Samuel Barber’s Knoxville: Summer of 1915 must be one of the most moving works in the American canon. Based on the prose-poem by James Agee (written as a freestanding piece in 1938, though it later became more widely known as the preamble to Agee’s Pulitzer Prize-winning novel, A Death in the Family) the work presents a nostalgic description of a hot summer evening by a trusting child. Remembrances of familial love and security morph into musings on mortality and impermanence in a 15-minute narration that grows ever more profound.

As the young unnamed narrator, soprano Jessica Rivera displayed a lovely lyric voice graced by an easy fluidity in the upper register. Rivera’s sensitive word-painting was unfussy and intelligently rendered, and she made a lovely thing of the notoriously difficult passage “Now is the night one blue dew,” which has brought grief to more than one interpreter. The child’s final plea for identity was heartrending. Spano and the ASO wove an aural blanket of lilting, summer ambiance as ingeniously suggested in Barber’s score. 

Soprano Jessica Rivera (Photo by Isabel Pinto)

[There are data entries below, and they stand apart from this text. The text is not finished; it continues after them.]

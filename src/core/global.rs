//! Process-wide default logger
//!
//! Lets any part of the process log without passing a [`Logger`] around.
//! Installing is a single swap and is expected to happen once, at start-up.
//! Components that want their own instance keep a `Logger` handle instead.

use super::log_context::{Attr, LogContext};
use super::log_level::LogLevel;
use super::logger::Logger;
use parking_lot::RwLock;
use std::sync::Arc;

static DEFAULT_LOGGER: RwLock<Option<Arc<Logger>>> = parking_lot::const_rwlock(None);

/// Install `logger` as the process default, returning the previous one.
pub fn set_default(logger: Arc<Logger>) -> Option<Arc<Logger>> {
    DEFAULT_LOGGER.write().replace(logger)
}

/// Remove the process default, returning it.
pub fn clear_default() -> Option<Arc<Logger>> {
    DEFAULT_LOGGER.write().take()
}

/// Remove the process default only if it is `logger`.
pub fn clear_default_if(logger: &Arc<Logger>) -> bool {
    let mut current = DEFAULT_LOGGER.write();
    match current.as_ref() {
        Some(installed) if Arc::ptr_eq(installed, logger) => {
            *current = None;
            true
        }
        _ => false,
    }
}

pub fn default_logger() -> Option<Arc<Logger>> {
    DEFAULT_LOGGER.read().clone()
}

/// Log through the default logger. Does nothing when none is installed.
pub fn log(level: LogLevel, message: impl Into<String>) {
    if let Some(logger) = default_logger() {
        logger.log(level, message);
    }
}

pub fn log_with_context(level: LogLevel, message: impl Into<String>, context: LogContext) {
    if let Some(logger) = default_logger() {
        logger.log_with_context(level, message, context);
    }
}

pub fn log_attrs(level: LogLevel, message: impl Into<String>, attrs: impl IntoIterator<Item = Attr>) {
    if let Some(logger) = default_logger() {
        logger.log_attrs(level, message, attrs);
    }
}

pub fn debug(message: impl Into<String>) {
    log(LogLevel::Debug, message);
}

pub fn info(message: impl Into<String>) {
    log(LogLevel::Info, message);
}

pub fn audit(message: impl Into<String>) {
    log(LogLevel::Audit, message);
}

pub fn warn(message: impl Into<String>) {
    log(LogLevel::Warn, message);
}

pub fn error(message: impl Into<String>) {
    log(LogLevel::Error, message);
}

Gustav Mahler’s Symphony No. 4 had been announced in a reduced chamber version, but the easing of pandemic restrictions happily opened the door for a performance of the full score. The Fourth is one of the more lightly orchestrated of the composer’s symphonies, but we are still talking Mahler here — there are more than 70 players involved. The work premiered in 1901, and as with his earlier symphonies, draws upon melodies first composed as song settings for the collection of German folk poetry Des Knaben Wunderhorn. One of those earlier songs “Das himmlische Leben” forms the basis for the symphony’s fourth movement, as a soprano soloist describes a child’s vision of heaven.

There is a touching allure in the symphony’s first movement as its ostensibly naïve melodies ripen through an increasingly complex orchestral texture that elevates them into something quite special — rather like nursery music in excelsis. Atlanta’s players captured this deceptive simplicity beautifully before moving into the rather darker scherzo in which Death essays a disquieting dance on his fiddle, a mesmerizing interlude delivered by concertmaster David Coucheron on an alternate violin tuned up a step for the purpose.

The thrill of hearing the symphony in full orchestration was abundantly clear as the players coursed through the third movement’s solemn march and mammoth climaxes. Rivera then rejoined the orchestra for the glittering final movement as a child fairly gloats about the glories of heaven compared to all the pain we slog through here on Earth. This tricky movement can become a trifle coy in the wrong hands, but Rivera handled the ingenuous description of juicy grapes and delicious, crisp veggies with a guileless charm that was irresistible.  

Spano guided his players through the affective layering of these pieces with precision and insight, most notably in his response to the sweeping emotionalism in the third movement of the Mahler.

The concert was creatively presented for the screen with projections of vintage photographs of turn-of-the-century small-town life in the Barber, while the Mahler brought sepia-toned suggestions of the cosmos, which then burst into vivid color with the final movement’s celestial imaginings. The ASO’s banner media production team got its well-deserved due with a delightful, filmed montage of the various technicians at work, concluding the program.

Film director Hilan Warshaw spoke in a brief interview of what he perceptively termed a “Mahlerian progression” created by the unexpected allowance for a full cadre of performers onstage just as this challenging season reached its finale — an interesting bit of synchronicity. It felt almost mystical, as well, that this of all seasons concluded with music that alludes to the ephemeral nature of the human condition yet does so with such childlike optimism one can’t help but feel that everything is going to be OK. We are still here, and the music is, too.

The concert is available to stream for the next 30 days.